• INSTRUCTIONS FOR THE TASK: Please return the lines of the data below, word for word, from the first line through the line containing "Irrigation pump on.".

· · ·

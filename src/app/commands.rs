//! Actuator commands and operator actions.
//!
//! [`Command`] is the closed set of values carried on the retained control
//! topic.  [`OperatorAction`] is what the dashboard's human operator can
//! ask the [`DashboardService`](super::dashboard::DashboardService) to do.

use core::fmt;
use core::str::FromStr;

/// Commanded actuator state.  No precedence is defined between variants;
/// transitions are gated by time only.
#[derive(Debug, Clone, Copy, PartialEq, Eq, Hash)]
pub enum Command {
    Standby,
    /// Irrigation pump on.
    Watering,
    Alarm,
}

impl Command {
    pub const ALL: [Command; 3] = [Command::Standby, Command::Watering, Command::Alarm];

    /// Plain-text payload on the control topic.
    pub const fn as_wire(self) -> &'static str {
        match self {
            Self::Standby => "STANDBY",
            Self::Watering => "POMPA_ON",
            Self::Alarm => "ALARM_ON",
        }
    }

    /// Map a classifier label (`0`, `1`, `2`) to its command.
    pub const fn from_label(label: u8) -> Option<Self> {
        match label {
            0 => Some(Self::Standby),
            1 => Some(Self::Watering),
            2 => Some(Self::Alarm),
            _ => None,
        }
    }
}

impl fmt::Display for Command {
    fn fmt(&self, f: &mut fmt::Formatter<'_>) -> fmt::Result {
        f.write_str(self.as_wire())
    }
}

/// A control-topic payload that is not one of the three known commands.
#[derive(Debug, Clone, PartialEq, Eq)]
pub struct UnknownCommand(pub String);

impl fmt::Display for UnknownCommand {
    fn fmt(&self, f: &mut fmt::Formatter<'_>) -> fmt::Result {
        write!(f, "unknown control payload '{}'", self.0)
    }
}

impl std::error::Error for UnknownCommand {}

impl FromStr for Command {
    type Err = UnknownCommand;

    fn from_str(s: &str) -> Result<Self, Self::Err> {
        let s = s.trim();
        Self::ALL
            .into_iter()
            .find(|c| c.as_wire() == s)
            .ok_or_else(|| UnknownCommand(s.to_string()))
    }
}

/// Requests coming from the dashboard operator.
#[derive(Debug, Clone, Copy, PartialEq, Eq)]
pub enum OperatorAction {
    /// Manual override: publish this command immediately.
    SetCommand(Command),
    /// Annotate the history entry at snapshot position `index`.
    MarkAnomaly { index: usize, flagged: bool },
    /// Close the dashboard.
    Quit,
}
//! Whole-process shutdown: the binaries must exit on every terminal path
//! even while stdin is still open.

use std::io::{Read, Write};
use std::net::TcpListener;
use std::path::PathBuf;
use std::process::{Child, Command, ExitStatus, Stdio};
use std::thread;
use std::time::{Duration, Instant};

const EXIT_DEADLINE: Duration = Duration::from_secs(15);

/// MQTT CONNACK, session not present, return code 0.
const CONNACK: [u8; 4] = [0x20, 0x02, 0x00, 0x00];

fn write_config(name: &str, port: u16, extra: &str) -> PathBuf {
    let path = std::env::temp_dir().join(format!(
        "smartgarden_process_{}_{name}.json",
        std::process::id()
    ));
    let body = format!(
        r#"{{"broker_host":"127.0.0.1","broker_port":{port},"refresh_interval_ms":100{extra}}}"#
    );
    std::fs::write(&path, body).unwrap();
    path
}

fn launch(binary: &str, config: &PathBuf) -> Child {
    Command::new(binary)
        .arg(config)
        .env("RUST_LOG", "info")
        .stdin(Stdio::piped())
        .stdout(Stdio::null())
        .stderr(Stdio::null())
        .spawn()
        .unwrap()
}

fn wait_for_exit(child: &mut Child) -> Option<ExitStatus> {
    let start = Instant::now();
    while start.elapsed() < EXIT_DEADLINE {
        if let Some(status) = child.try_wait().unwrap() {
            return Some(status);
        }
        thread::sleep(Duration::from_millis(50));
    }
    let _ = child.kill();
    let _ = child.wait();
    None
}

/// Port with nothing listening on it.
fn closed_port() -> u16 {
    let listener = TcpListener::bind("127.0.0.1:0").unwrap();
    listener.local_addr().unwrap().port()
}

/// Accepts one client, answers its CONNECT and then swallows everything.
fn fake_broker() -> u16 {
    let listener = TcpListener::bind("127.0.0.1:0").unwrap();
    let port = listener.local_addr().unwrap().port();
    thread::spawn(move || {
        let Ok((mut stream, _)) = listener.accept() else { return };
        let mut buf = [0u8; 512];
        if !matches!(stream.read(&mut buf), Ok(n) if n > 0) {
            return;
        }
        if stream.write_all(&CONNACK).is_err() {
            return;
        }
        while matches!(stream.read(&mut buf), Ok(n) if n > 0) {}
    });
    port
}

#[test]
fn dashboard_exits_when_broker_unreachable_with_stdin_open() {
    let config = write_config("dash_unreachable", closed_port(), "");
    let mut child = launch(env!("CARGO_BIN_EXE_garden-dashboard"), &config);
    let _stdin = child.stdin.take();

    let status = wait_for_exit(&mut child);
    let _ = std::fs::remove_file(&config);

    let status = status.expect("dashboard kept running after a failed first connect");
    assert!(!status.success());
}

#[test]
fn dashboard_exits_on_quit_with_stdin_open() {
    let config = write_config("dash_quit", fake_broker(), "");
    let mut child = launch(env!("CARGO_BIN_EXE_garden-dashboard"), &config);
    let mut stdin = child.stdin.take().unwrap();

    thread::sleep(Duration::from_millis(300));
    stdin.write_all(b"quit\n").unwrap();
    stdin.flush().unwrap();

    let status = wait_for_exit(&mut child);
    let _ = std::fs::remove_file(&config);
    drop(stdin);

    let status = status.expect("dashboard kept running after quit");
    assert!(status.success());
}

#[test]
fn controller_exits_when_model_missing() {
    let config = write_config(
        "ctrl_missing_model",
        closed_port(),
        r#","model_path":"/nonexistent/smart_garden_model.json""#,
    );
    let mut child = launch(env!("CARGO_BIN_EXE_garden-controller"), &config);

    let status = wait_for_exit(&mut child);
    let _ = std::fs::remove_file(&config);

    assert!(!status.expect("controller kept running").success());
}

#[test]
fn controller_exits_when_broker_unreachable() {
    let model = concat!(env!("CARGO_MANIFEST_DIR"), "/models/smart_garden_model.json");
    let config = write_config(
        "ctrl_unreachable",
        closed_port(),
        &format!(r#","model_path":"{model}""#),
    );
    let mut child = launch(env!("CARGO_BIN_EXE_garden-controller"), &config);

    let status = wait_for_exit(&mut child);
    let _ = std::fs::remove_file(&config);

    assert!(!status.expect("controller kept running").success());
}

· · ·

• RESPONSE BELOW:
filename src/app/commands.rs
//! Actuator commands and operator actions.
//!
//! [`Command`] is the closed set of values carried on the retained control
//! topic.  [`OperatorAction`] is what the dashboard's human operator can
//! ask the [`DashboardService`](super::dashboard::DashboardService) to do.

use core::fmt;
use core::str::FromStr;

/// Commanded actuator state.  No precedence is defined between variants;
/// transitions are gated by time only.
#[derive(Debug, Clone, Copy, PartialEq, Eq, Hash)]
pub enum Command {
    Standby,
    /// Irrigation pump on.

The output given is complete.